Submitted to: Molecular Plant-Microbe Interactions
Publication Type: Review Article
Publication Acceptance Date: 9/15/2006
Publication Date: 11/1/2006
Citation: Lindeberg, M., Cartinhour, S.W., Myers, C., Schechter, L., Schneider, D.J., Collmer, A. 2006. Closing the circle on the discovery of genes encoding Hrp regulon members and type III secretion system effectors in the genomes of three model Pseudomonas syringae strains. Molecular Plant-Microbe Interactions. 19(11):1151-1158. Interpretive Summary:
Technical Abstract: Pseudomonas syringae strains translocate large and distinct collections of effector proteins into plant cells via the type III secretion system (T3SS).
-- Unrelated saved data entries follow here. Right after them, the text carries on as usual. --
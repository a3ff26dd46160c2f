use clap::ValueEnum;

use crate::client::Image;
use crate::format::{format_bytes, truncate};

const KEY_WIDTH: usize = 38;

/// Client-side ordering for `imgood ls`. Without one the server order (newest first) is kept.
#[derive(Debug, Clone, Copy, PartialEq, Eq, ValueEnum)]
pub enum SortKey {
    /// Object key
    Key,
    /// Display name
    Name,
    Size,
    Date,
}

pub fn sort_images(images: &mut [Image], by: SortKey, desc: bool) {
    images.sort_by(|a, b| {
        let ord = match by {
            SortKey::Key => a.oss_key.cmp(&b.oss_key),
            SortKey::Name => a.name.cmp(&b.name),
            SortKey::Size => a.file_size.cmp(&b.file_size),
            SortKey::Date => a.created_at.cmp(&b.created_at),
        }
        .then_with(|| a.oss_key.cmp(&b.oss_key));
        if desc { ord.reverse() } else { ord }
    });
}

pub fn render_rows(images: &[Image], urls: bool) -> Vec<String> {
    let mut rows = Vec::with_capacity(images.len() + 1);
    let header = format!("{:<40} {:>10} {:<20} {}", "KEY", "SIZE", "CREATED", "NAME");
    rows.push(if urls { format!("{header}  URL") } else { header });

    for image in images {
        let size = format_bytes(u64::try_from(image.file_size).unwrap_or_default());
        let row = format!(
            "{:<40} {:>10} {:<20} {}",
            truncate(&image.oss_key, KEY_WIDTH),
            size,
            image.created_at.format("%Y-%m-%d %H:%M:%S"),
            image.name
        );
        rows.push(if urls {
            format!("{row}  {}", image.url)
        } else {
            row
        });
    }
    rows
}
P. syringae effectors are designated Hop (Hrp outer protein) or Avr (avirulence) proteins. Some Hop proteins are considered to be extracellular T3SS helpers acting at the plant-bacterium interface. Identification of complete sets of effectors and related proteins has been enabled by the application of bioinformatic and high-throughput experimental techniques to the complete genome sequences of three model strains: P. syringae pv. tomato DC3000, P. syringae pv. phaseolicola 1448A, and P. syringae pv. syringae B728a. Several recent papers, including three in this issue of Molecular Plant-Microbe Interactions, address the effector inventories of these strains. These studies establish that active effector genes in P. syringae are expressed by the HrpL alternative sigma factor and can be predicted on the basis of cis Hrp promoter sequences and N-terminal amino-acid patterns. Among the three strains analyzed, P. syringae pv. tomato DC3000 has the largest effector inventory and P. syringae pv. syringae B728a has the smallest. Each strain has several effector genes that appear inactive. Only five of the 46 effector families that are represented in these three strains have an active member in all of the strains.